▸ **WORKING DATA**:
# # # #
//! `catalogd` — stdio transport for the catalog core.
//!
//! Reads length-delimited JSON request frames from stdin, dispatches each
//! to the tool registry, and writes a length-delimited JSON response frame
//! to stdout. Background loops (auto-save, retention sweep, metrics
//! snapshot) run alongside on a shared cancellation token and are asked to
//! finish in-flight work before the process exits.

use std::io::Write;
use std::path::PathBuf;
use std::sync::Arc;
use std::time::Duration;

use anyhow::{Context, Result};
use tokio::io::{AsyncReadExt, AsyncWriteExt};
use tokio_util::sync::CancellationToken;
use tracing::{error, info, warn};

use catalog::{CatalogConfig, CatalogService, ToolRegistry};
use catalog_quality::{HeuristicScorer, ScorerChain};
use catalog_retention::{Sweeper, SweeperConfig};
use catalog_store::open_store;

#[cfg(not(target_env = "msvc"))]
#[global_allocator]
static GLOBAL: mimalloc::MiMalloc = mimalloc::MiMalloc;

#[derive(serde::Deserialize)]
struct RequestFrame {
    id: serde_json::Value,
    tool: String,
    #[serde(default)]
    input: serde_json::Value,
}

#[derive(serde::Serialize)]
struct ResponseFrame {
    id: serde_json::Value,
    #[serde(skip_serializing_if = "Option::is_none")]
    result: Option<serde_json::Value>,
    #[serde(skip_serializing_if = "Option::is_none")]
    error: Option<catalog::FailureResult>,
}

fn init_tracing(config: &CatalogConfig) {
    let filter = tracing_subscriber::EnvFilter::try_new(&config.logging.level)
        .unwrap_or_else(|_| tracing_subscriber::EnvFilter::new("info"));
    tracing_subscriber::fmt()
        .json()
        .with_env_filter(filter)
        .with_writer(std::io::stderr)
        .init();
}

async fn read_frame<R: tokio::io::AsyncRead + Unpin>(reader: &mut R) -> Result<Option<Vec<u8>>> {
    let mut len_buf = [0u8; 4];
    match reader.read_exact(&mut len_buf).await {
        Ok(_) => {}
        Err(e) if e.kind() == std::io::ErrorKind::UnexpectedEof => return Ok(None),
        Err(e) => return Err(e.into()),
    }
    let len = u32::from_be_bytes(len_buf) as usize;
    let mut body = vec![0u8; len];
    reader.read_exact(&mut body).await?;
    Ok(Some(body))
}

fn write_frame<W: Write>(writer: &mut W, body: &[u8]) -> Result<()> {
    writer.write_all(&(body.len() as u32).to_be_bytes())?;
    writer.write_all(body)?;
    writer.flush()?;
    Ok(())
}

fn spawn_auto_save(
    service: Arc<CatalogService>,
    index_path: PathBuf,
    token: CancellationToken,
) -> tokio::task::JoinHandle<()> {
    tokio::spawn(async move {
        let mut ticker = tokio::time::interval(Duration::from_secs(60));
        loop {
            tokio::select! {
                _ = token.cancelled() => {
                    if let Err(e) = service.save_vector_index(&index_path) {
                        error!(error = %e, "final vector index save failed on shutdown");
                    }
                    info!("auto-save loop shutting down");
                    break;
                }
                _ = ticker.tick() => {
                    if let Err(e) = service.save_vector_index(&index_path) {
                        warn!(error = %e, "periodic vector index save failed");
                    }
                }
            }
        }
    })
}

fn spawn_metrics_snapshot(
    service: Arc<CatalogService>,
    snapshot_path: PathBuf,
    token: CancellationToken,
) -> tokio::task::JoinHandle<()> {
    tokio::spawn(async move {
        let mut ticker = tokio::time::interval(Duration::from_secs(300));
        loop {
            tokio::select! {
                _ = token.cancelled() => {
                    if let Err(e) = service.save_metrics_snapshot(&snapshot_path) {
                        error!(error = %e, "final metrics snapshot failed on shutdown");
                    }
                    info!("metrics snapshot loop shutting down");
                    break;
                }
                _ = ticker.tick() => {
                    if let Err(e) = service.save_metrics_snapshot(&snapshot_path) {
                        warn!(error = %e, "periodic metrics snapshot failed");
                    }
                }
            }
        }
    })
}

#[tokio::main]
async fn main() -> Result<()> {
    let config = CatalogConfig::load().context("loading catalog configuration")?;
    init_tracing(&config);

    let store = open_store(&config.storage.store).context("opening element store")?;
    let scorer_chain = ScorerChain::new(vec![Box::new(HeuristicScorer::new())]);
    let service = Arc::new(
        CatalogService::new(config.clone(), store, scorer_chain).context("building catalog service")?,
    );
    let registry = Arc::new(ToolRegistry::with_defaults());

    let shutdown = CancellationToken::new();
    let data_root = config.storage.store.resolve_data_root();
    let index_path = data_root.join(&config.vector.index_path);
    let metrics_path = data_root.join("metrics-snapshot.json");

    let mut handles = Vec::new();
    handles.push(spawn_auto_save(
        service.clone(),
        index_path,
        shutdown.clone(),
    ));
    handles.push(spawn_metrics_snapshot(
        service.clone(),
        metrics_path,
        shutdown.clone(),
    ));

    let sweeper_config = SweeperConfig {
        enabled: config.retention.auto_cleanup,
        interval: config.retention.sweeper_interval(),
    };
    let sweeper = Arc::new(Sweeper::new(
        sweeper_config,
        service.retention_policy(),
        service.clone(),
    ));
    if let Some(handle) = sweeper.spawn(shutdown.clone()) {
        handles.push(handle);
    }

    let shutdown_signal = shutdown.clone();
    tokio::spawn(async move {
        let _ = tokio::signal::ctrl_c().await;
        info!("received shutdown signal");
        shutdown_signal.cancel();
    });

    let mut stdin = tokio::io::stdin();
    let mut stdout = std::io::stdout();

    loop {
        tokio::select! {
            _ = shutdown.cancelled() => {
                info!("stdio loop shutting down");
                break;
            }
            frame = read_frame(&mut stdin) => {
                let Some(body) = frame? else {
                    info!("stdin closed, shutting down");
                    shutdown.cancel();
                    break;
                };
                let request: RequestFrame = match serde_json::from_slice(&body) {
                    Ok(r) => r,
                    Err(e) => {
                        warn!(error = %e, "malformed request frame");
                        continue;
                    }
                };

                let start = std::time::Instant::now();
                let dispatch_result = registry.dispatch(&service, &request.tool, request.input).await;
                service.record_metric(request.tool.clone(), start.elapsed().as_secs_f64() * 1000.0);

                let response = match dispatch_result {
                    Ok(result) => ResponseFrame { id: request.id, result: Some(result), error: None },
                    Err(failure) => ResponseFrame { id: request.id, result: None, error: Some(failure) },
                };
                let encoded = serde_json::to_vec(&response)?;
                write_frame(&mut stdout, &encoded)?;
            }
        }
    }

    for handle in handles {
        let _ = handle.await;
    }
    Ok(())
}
# # # #
Up to and including the line with "JSON response frame", write out the records above exactly, starting from their first line.

//! `catalogd` — stdio transport for the catalog core.
//!
//! Reads length-delimited JSON request frames from stdin, dispatches each
//! to the tool registry, and writes a length-delimited JSON response frame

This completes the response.